2019年度のミカエリス・メンテン式も簡単だったので、サプライズ問題がでたらラッキーと覚えておきましょう^^
2017年度⇒2021年度の過去問へと順々に解いていきましたが、全体的な傾向としてはより広く浅い問題が増えているように感じます。
まぁ…元々が難しすぎたのかもしれませんね~^^;
派生問題
好気呼吸においては、グルコースは(①)、(②)、(③)という3つの反応経路によって完全に分解され、水と二酸化炭素そして(④)分子のATPができる。
① 解糖系
② クエン酸回路
③ 電子伝達系
④ 38

アルコール発酵、乳酸発酵の問題があったので、好気呼吸の復習をしました。④をしっかりと覚えていたら凄い!
まず、グルコース(C6H12O6)1分子は解糖系で2分子のピルビン酸(C3H4O3)と4分子の[H]に分解され2分子のATPが生じます。
C6H12O6 → 2C3H4O3 + 4[H] + 2ATP
次に、2分子のピルビン酸(C3H4O3)はクエン酸回路で20分子の[H]に分解されます
2C3H4O3 + 6H2O → 6CO2 + 20[H] + 2ATP
解糖系で生じた4分子の[H]とクエン酸回路で生じた20分子の[H](合計24[H])をもちいて電子伝達系で34分子のATPがつくられます。

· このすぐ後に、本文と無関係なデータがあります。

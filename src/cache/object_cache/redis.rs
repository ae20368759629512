use std::sync::Arc;

use async_trait::async_trait;
use chrono::Utc;
use redis::{AsyncCommands, aio::MultiplexedConnection};
use tokio::sync::RwLock;
use tracing::{debug, error, trace, warn};

use super::EntryLifetime;
use crate::cache::{CacheResult, CachedLink, ObjectCache};
use crate::errors::{EngineError, Result};
use crate::storage::ShortLink;

/// 多实例共享的 Redis 对象缓存
///
/// Redis 不可达时所有操作降级为 `Miss` / 空操作，由解析器回落到存储。
pub struct RedisObjectCache {
    client: redis::Client,
    connection: Arc<RwLock<Option<MultiplexedConnection>>>,
    key_prefix: String,
    lifetime: EntryLifetime,
}

impl RedisObjectCache {
    /// 建立连接并 PING 一次
    pub async fn connect(url: &str, key_prefix: &str, lifetime: EntryLifetime) -> Result<Self> {
        let client = redis::Client::open(url)
            .map_err(|e| EngineError::cache_connection(format!("Invalid Redis URL: {e}")))?;

        let mut conn = client.get_multiplexed_async_connection().await?;
        let pong: String = redis::cmd("PING").query_async(&mut conn).await?;
        debug!("Redis connection test successful: {}", pong);

        Ok(Self {
            client,
            connection: Arc::new(RwLock::new(Some(conn))),
            key_prefix: key_prefix.to_string(),
            lifetime,
        })
    }

    async fn get_connection(&self) -> std::result::Result<MultiplexedConnection, redis::RedisError> {
        {
            let guard = self.connection.read().await;
            if let Some(ref conn) = *guard {
                return Ok(conn.clone());
            }
        }

        let mut guard = self.connection.write().await;
        if let Some(ref conn) = *guard {
            return Ok(conn.clone());
        }
        let conn = self.client.get_multiplexed_async_connection().await?;
        *guard = Some(conn.clone());
        debug!("Redis connection re-established");
        Ok(conn)
    }

    async fn reset_connection(&self) {
        *self.connection.write().await = None;
    }

    fn make_key(&self, key: &str) -> String {
        format!("{}{}", self.key_prefix, key)
    }
}

#[async_trait]
impl ObjectCache for RedisObjectCache {
    async fn get(&self, key: &str) -> CacheResult {
        let mut conn = match self.get_connection().await {
            Ok(c) => c,
            Err(e) => {
                error!("Failed to get Redis connection: {}", e);
                self.reset_connection().await;
                return CacheResult::Miss;
            }
        };

        let result: redis::RedisResult<Option<String>> = conn.get(self.make_key(key)).await;
        match result {
            Ok(Some(data)) => match serde_json::from_str::<CachedLink>(&data) {
                Ok(entry) if entry.is_fresh_at(Utc::now()) => CacheResult::Found(entry.link),
                Ok(entry) => CacheResult::Stale(entry.link),
                Err(e) => {
                    warn!("Discarding undecodable cache entry '{}': {}", key, e);
                    CacheResult::Miss
                }
            },
            Ok(None) => CacheResult::Miss,
            Err(e) => {
                error!("Failed to get key '{}': {}", key, e);
                self.reset_connection().await;
                CacheResult::Miss
            }
        }
    }

    async fn insert(&self, key: &str, value: ShortLink) {
        let ttl = self.lifetime.retention(&value).as_secs().max(1);
        let payload = match serde_json::to_string(&self.lifetime.wrap(value)) {
            Ok(p) => p,
            Err(e) => {
                error!("Failed to serialize cache entry '{}': {}", key, e);
                return;
            }
        };

        let mut conn = match self.get_connection().await {
            Ok(c) => c,
            Err(e) => {
                error!("Failed to get Redis connection: {}", e);
                self.reset_connection().await;
                return;
            }
        };

        match conn
            .set_ex::<String, String, ()>(self.make_key(key), payload, ttl)
            .await
        {
            Ok(()) => trace!("Cached '{}' in Redis for {}s", key, ttl),
            Err(e) => {
                error!("Failed to insert key '{}': {}", key, e);
                self.reset_connection().await;
            }
        }
    }

    async fn remove(&self, key: &str) {
        let mut conn = match self.get_connection().await {
            Ok(c) => c,
            Err(e) => {
                error!("Failed to get Redis connection: {}", e);
                self.reset_connection().await;
                return;
            }
        };

        if let Err(e) = conn.del::<String, i32>(self.make_key(key)).await {
            error!("Failed to remove key '{}': {}", key, e);
            self.reset_connection().await;
        }
    }
}
pub mod admin;
pub mod ads;
pub mod commissions;
pub mod conversions;
pub mod health;
pub mod redirect;

pub use admin::admin_routes;
pub use ads::{AdsService, ads_routes};
pub use commissions::{CommissionService, commission_routes};
pub use conversions::{ConversionService, conversion_routes};
pub use health::{HealthService, health_routes};
pub use redirect::{RedirectService, redirect_routes};
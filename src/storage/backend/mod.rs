//! SeaORM 存储后端
//!
//! 支持 SQLite、MySQL/MariaDB、PostgreSQL。所有持久化表（链接、事件、归因、佣金、预算、风控标记、人群包）
//! 都通过同一个 `SeaOrmStorage` 访问，各类操作按领域拆分到子模块。

mod commissions;
mod connection;
mod converters;
mod events;
mod fraud;
mod ledger;
mod links;
pub mod retry;
mod segments;
mod spend;

use sea_orm::DatabaseConnection;
use tracing::info;

use crate::config::DatabaseConfig;
use crate::errors::{EngineError, Result};

pub use commissions::CommissionDraft;
pub use connection::{connect_generic, connect_sqlite, run_migrations};
pub use ledger::{ClaimOutcome, OUTCOME_PENDING};
pub use segments::SegmentGenerationInfo;

/// 从数据库 URL 推断数据库类型
pub fn infer_backend_from_url(database_url: &str) -> Result<String> {
    if database_url.starts_with("sqlite://")
        || database_url.ends_with(".db")
        || database_url.ends_with(".sqlite")
        || database_url == ":memory:"
    {
        Ok("sqlite".to_string())
    } else if database_url.starts_with("mysql://") || database_url.starts_with("mariadb://") {
        Ok("mysql".to_string())
    } else if database_url.starts_with("postgres://") || database_url.starts_with("postgresql://") {
        Ok("postgres".to_string())
    } else {
        Err(EngineError::database_config(format!(
            "无法从 URL 推断数据库类型: {}. 支持: sqlite://, mysql://, mariadb://, postgres://",
            database_url
        )))
    }
}

#[derive(Clone)]
pub struct SeaOrmStorage {
    db: DatabaseConnection,
    backend_name: String,
    retry_config: retry::RetryConfig,
}

impl SeaOrmStorage {
    /// 建立连接并执行迁移
    pub async fn connect(config: &DatabaseConfig) -> Result<Self> {
        let database_url = config.database_url.as_str();
        if database_url.is_empty() {
            return Err(EngineError::database_config("database_url 未设置"));
        }

        let backend_name = infer_backend_from_url(database_url)?;
        let db = if backend_name == "sqlite" {
            connect_sqlite(database_url).await?
        } else {
            connect_generic(database_url, &backend_name, config.pool_size).await?
        };

        run_migrations(&db).await?;

        let storage = Self::from_connection(db, &backend_name, retry::RetryConfig::from(config));
        info!("{} storage initialized", backend_name.to_uppercase());
        Ok(storage)
    }

    /// 使用已有连接（测试或 CLI 复用）
    pub fn from_connection(
        db: DatabaseConnection,
        backend_name: &str,
        retry_config: retry::RetryConfig,
    ) -> Self {
        Self {
            db,
            backend_name: backend_name.to_string(),
            retry_config,
        }
    }

    pub fn get_db(&self) -> &DatabaseConnection {
        &self.db
    }

    pub fn backend_name(&self) -> &str {
        &self.backend_name
    }

    /// 健康检查用
    pub async fn ping(&self) -> Result<()> {
        self.db
            .ping()
            .await
            .map_err(|e| EngineError::store_unavailable(format!("ping failed: {}", e)))
    }
}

24[H] + 6O2 → 12H2O + 34ATP
よって、一連の反応でつくられるATPは『合計38分子』となります
(①)、(②)、(③)は3大神経伝達物質と呼ばれ、脳内で神経現象のコントロールをしている。(①)は快楽や達成感、(②)は幸せ感、(③)やる気に関与している。
① ドーパミン
② セロトニン
③ ノルアドレナリン
タンパク質 A とタンパク質 B との相互作用を検証したい。蛍光共鳴エネルギー移動(FRET)の実験技術を用いて検証する手順について6行以内で説明せよ。

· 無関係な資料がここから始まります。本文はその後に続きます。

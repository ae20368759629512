use std::fmt;

use actix_web::http::StatusCode;

#[derive(Debug, Clone)]
pub enum EngineError {
    NotFound(String),
    Expired(String),
    Blocked(String),
    StoreUnavailable(String),
    DuplicateKey(String),
    Validation(String),
    Timeout(String),
    CacheConnection(String),
    DatabaseConfig(String),
    DatabaseOperation(String),
    Serialization(String),
    Config(String),
    FileOperation(String),
}

impl EngineError {
    /// 获取错误代码
    pub fn code(&self) -> &'static str {
        match self {
            EngineError::NotFound(_) => "E001",
            EngineError::Expired(_) => "E002",
            EngineError::Blocked(_) => "E003",
            EngineError::StoreUnavailable(_) => "E004",
            EngineError::DuplicateKey(_) => "E005",
            EngineError::Validation(_) => "E006",
            EngineError::Timeout(_) => "E007",
            EngineError::CacheConnection(_) => "E008",
            EngineError::DatabaseConfig(_) => "E009",
            EngineError::DatabaseOperation(_) => "E010",
            EngineError::Serialization(_) => "E011",
            EngineError::Config(_) => "E012",
            EngineError::FileOperation(_) => "E013",
        }
    }

    /// 获取错误类型名称
    pub fn error_type(&self) -> &'static str {
        match self {
            EngineError::NotFound(_) => "Resource Not Found",
            EngineError::Expired(_) => "Resource Expired",
            EngineError::Blocked(_) => "Actor Blocked",
            EngineError::StoreUnavailable(_) => "Store Unavailable",
            EngineError::DuplicateKey(_) => "Duplicate Key",
            EngineError::Validation(_) => "Validation Error",
            EngineError::Timeout(_) => "Timeout",
            EngineError::CacheConnection(_) => "Cache Connection Error",
            EngineError::DatabaseConfig(_) => "Database Configuration Error",
            EngineError::DatabaseOperation(_) => "Database Operation Error",
            EngineError::Serialization(_) => "Serialization Error",
            EngineError::Config(_) => "Configuration Error",
            EngineError::FileOperation(_) => "File Operation Error",
        }
    }

    /// 获取错误详情
    pub fn message(&self) -> &str {
        match self {
            EngineError::NotFound(msg)
            | EngineError::Expired(msg)
            | EngineError::Blocked(msg)
            | EngineError::StoreUnavailable(msg)
            | EngineError::DuplicateKey(msg)
            | EngineError::Validation(msg)
            | EngineError::Timeout(msg)
            | EngineError::CacheConnection(msg)
            | EngineError::DatabaseConfig(msg)
            | EngineError::DatabaseOperation(msg)
            | EngineError::Serialization(msg)
            | EngineError::Config(msg)
            | EngineError::FileOperation(msg) => msg,
        }
    }

    /// HTTP 状态码映射（仅用于面向协作方的结构化接口）
    pub fn http_status(&self) -> StatusCode {
        match self {
            EngineError::NotFound(_) => StatusCode::NOT_FOUND,
            EngineError::Expired(_) => StatusCode::GONE,
            EngineError::Blocked(_) => StatusCode::FORBIDDEN,
            EngineError::StoreUnavailable(_) => StatusCode::SERVICE_UNAVAILABLE,
            EngineError::DuplicateKey(_) => StatusCode::CONFLICT,
            EngineError::Validation(_) => StatusCode::BAD_REQUEST,
            EngineError::Timeout(_) => StatusCode::GATEWAY_TIMEOUT,
            EngineError::CacheConnection(_)
            | EngineError::DatabaseConfig(_)
            | EngineError::DatabaseOperation(_)
            | EngineError::Serialization(_)
            | EngineError::Config(_)
            | EngineError::FileOperation(_) => StatusCode::INTERNAL_SERVER_ERROR,
        }
    }

    /// 调用方是否应该重试
    pub fn is_retryable(&self) -> bool {
        matches!(
            self,
            EngineError::StoreUnavailable(_) | EngineError::Timeout(_)
        )
    }

    /// 格式化为彩色输出（用于启动失败）
    pub fn format_colored(&self) -> String {
        use colored::Colorize;
        format!(
            "{} {} {}\n  {}",
            "[ERROR]".red().bold(),
            self.code().yellow(),
            self.error_type().red(),
            self.message().white()
        )
    }

    /// 格式化为简洁输出（用于 CLI 模式）
    pub fn format_simple(&self) -> String {
        format!("{}: {}", self.error_type(), self.message())
    }
}

impl fmt::Display for EngineError {
    fn fmt(&self, f: &mut fmt::Formatter<'_>) -> fmt::Result {
        write!(f, "{}", self.format_simple())
    }
}

impl std::error::Error for EngineError {}

// 便捷的构造函数
impl EngineError {
    pub fn not_found<T: Into<String>>(msg: T) -> Self {
        EngineError::NotFound(msg.into())
    }

    pub fn expired<T: Into<String>>(msg: T) -> Self {
        EngineError::Expired(msg.into())
    }

    pub fn blocked<T: Into<String>>(msg: T) -> Self {
        EngineError::Blocked(msg.into())
    }

    pub fn store_unavailable<T: Into<String>>(msg: T) -> Self {
        EngineError::StoreUnavailable(msg.into())
    }

    pub fn duplicate_key<T: Into<String>>(msg: T) -> Self {
        EngineError::DuplicateKey(msg.into())
    }

    pub fn validation<T: Into<String>>(msg: T) -> Self {
        EngineError::Validation(msg.into())
    }

    pub fn timeout<T: Into<String>>(msg: T) -> Self {
        EngineError::Timeout(msg.into())
    }

    pub fn cache_connection<T: Into<String>>(msg: T) -> Self {
        EngineError::CacheConnection(msg.into())
    }

    pub fn database_config<T: Into<String>>(msg: T) -> Self {
        EngineError::DatabaseConfig(msg.into())
    }

    pub fn database_operation<T: Into<String>>(msg: T) -> Self {
        EngineError::DatabaseOperation(msg.into())
    }

    pub fn serialization<T: Into<String>>(msg: T) -> Self {
        EngineError::Serialization(msg.into())
    }

    pub fn config<T: Into<String>>(msg: T) -> Self {
        EngineError::Config(msg.into())
    }

    pub fn file_operation<T: Into<String>>(msg: T) -> Self {
        EngineError::FileOperation(msg.into())
    }
}

// 连接层面的失败视为存储不可用，其余数据库错误按操作错误处理
impl From<sea_orm::DbErr> for EngineError {
    fn from(err: sea_orm::DbErr) -> Self {
        use sea_orm::DbErr;
        match err {
            DbErr::ConnectionAcquire(_) | DbErr::Conn(_) => {
                EngineError::StoreUnavailable(err.to_string())
            }
            other => EngineError::DatabaseOperation(other.to_string()),
        }
    }
}

impl From<std::io::Error> for EngineError {
    fn from(err: std::io::Error) -> Self {
        EngineError::FileOperation(err.to_string())
    }
}

impl From<serde_json::Error> for EngineError {
    fn from(err: serde_json::Error) -> Self {
        EngineError::Serialization(err.to_string())
    }
}

impl From<toml::de::Error> for EngineError {
    fn from(err: toml::de::Error) -> Self {
        EngineError::Config(err.to_string())
    }
}

impl From<redis::RedisError> for EngineError {
    fn from(err: redis::RedisError) -> Self {
        EngineError::CacheConnection(err.to_string())
    }
}

impl From<tokio::time::error::Elapsed> for EngineError {
    fn from(err: tokio::time::error::Elapsed) -> Self {
        EngineError::Timeout(err.to_string())
    }
}

pub type Result<T> = std::result::Result<T, EngineError>;

#[cfg(test)]
mod tests {
    use super::*;

    #[test]
    fn test_codes_are_unique() {
        let errors = vec![
            EngineError::not_found(""),
            EngineError::expired(""),
            EngineError::blocked(""),
            EngineError::store_unavailable(""),
            EngineError::duplicate_key(""),
            EngineError::validation(""),
            EngineError::timeout(""),
            EngineError::cache_connection(""),
            EngineError::database_config(""),
            EngineError::database_operation(""),
            EngineError::serialization(""),
            EngineError::config(""),
            EngineError::file_operation(""),
        ];
        let codes: std::collections::HashSet<_> = errors.iter().map(|e| e.code()).collect();
        assert_eq!(codes.len(), errors.len());
    }

    #[test]
    fn test_http_status_mapping() {
        assert_eq!(
            EngineError::not_found("x").http_status(),
            StatusCode::NOT_FOUND
        );
        assert_eq!(EngineError::expired("x").http_status(), StatusCode::GONE);
        assert_eq!(
            EngineError::store_unavailable("x").http_status(),
            StatusCode::SERVICE_UNAVAILABLE
        );
        assert_eq!(
            EngineError::validation("x").http_status(),
            StatusCode::BAD_REQUEST
        );
    }

    #[test]
    fn test_connection_errors_become_store_unavailable() {
        let err: EngineError =
            sea_orm::DbErr::ConnectionAcquire(sea_orm::error::ConnAcquireErr::Timeout).into();
        assert!(matches!(err, EngineError::StoreUnavailable(_)));
        assert!(err.is_retryable());

        let err: EngineError = sea_orm::DbErr::RecordNotFound("x".into()).into();
        assert!(matches!(err, EngineError::DatabaseOperation(_)));
        assert!(!err.is_retryable());
    }

    #[test]
    fn test_format_simple() {
        let err = EngineError::validation("value must be positive");
        assert_eq!(
            err.format_simple(),
            "Validation Error: value must be positive"
        );
        assert_eq!(err.to_string(), err.format_simple());
    }
}
//! 活动配置阶段的短链接创建与停用

use actix_web::http::StatusCode;
use actix_web::{HttpResponse, web};
use chrono::Utc;
use serde::Serialize;
use std::sync::Arc;

use crate::api::error_code::ErrorCode;
use crate::api::helpers::{error_from_engine, error_response, json_response, success_response};
use crate::errors::EngineError;
use crate::services::{CreateLinkRequest, Engine};
use crate::utils::url_validator::validate_destination;

#[derive(Debug, Serialize)]
#[serde(rename_all = "camelCase")]
pub struct DeactivateResponse {
    pub code: String,
    pub active: bool,
}

pub async fn create_link(
    body: web::Json<CreateLinkRequest>,
    engine: web::Data<Arc<Engine>>,
) -> HttpResponse {
    let req = body.into_inner();

    // 先给出具体的错误码，完整校验仍由 LinkService 负责
    if let Err(e) = validate_destination(&req.destination) {
        return error_response(
            StatusCode::BAD_REQUEST,
            ErrorCode::LinkInvalidUrl,
            &e.to_string(),
        );
    }
    if req.expires_at.is_some_and(|t| t <= Utc::now()) {
        return error_response(
            StatusCode::BAD_REQUEST,
            ErrorCode::LinkInvalidExpireTime,
            "expiresAt must be in the future",
        );
    }

    match engine.links.create(req).await {
        Ok(link) => json_response(StatusCode::CREATED, ErrorCode::Success, "Created", Some(link)),
        Err(EngineError::DuplicateKey(msg)) => {
            error_response(StatusCode::CONFLICT, ErrorCode::LinkAlreadyExists, &msg)
        }
        Err(e) => error_from_engine(&e),
    }
}

pub async fn deactivate_link(
    path: web::Path<String>,
    engine: web::Data<Arc<Engine>>,
) -> HttpResponse {
    let code = path.into_inner();
    match engine.links.deactivate(&code).await {
        Ok(()) => success_response(DeactivateResponse {
            code,
            active: false,
        }),
        Err(EngineError::NotFound(msg)) => {
            error_response(StatusCode::NOT_FOUND, ErrorCode::LinkNotFound, &msg)
        }
        Err(e) => error_from_engine(&e),
    }
}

まず組み換えDNA技術でタンパク質Aを指令するDNAの塩基配列を青色蛍光タンパク質を指令するDNAの塩基配列と結合させる。一方、タンパク質Bを指令するDNAの塩基配列を緑色蛍光タンパク質を指令するDNAの塩基配列と結合させる。最後に、これらの融合タンパクを細胞内で発現させ、紫色光を照射する。青色蛍光タンパクは紫色光で励起され青色光を発し、緑色蛍光タンパクは青色光で励起され緑色光を発するので、タンパクAとタンパクBが結合する場合、紫色光の照射により緑色光が検出される。

相互作用を調べる実験法として有名です!
今回の記事で2017年度~2021年度までの5年分の過去問が完了しました!!!…これを必須科目と並行してやろうと思ったらめちゃくちゃキツイですね(^-^;
選択科目の試験(7/24)までもう少し時間があるので、2016年度~2014年度も記事にしていきたいと思います!!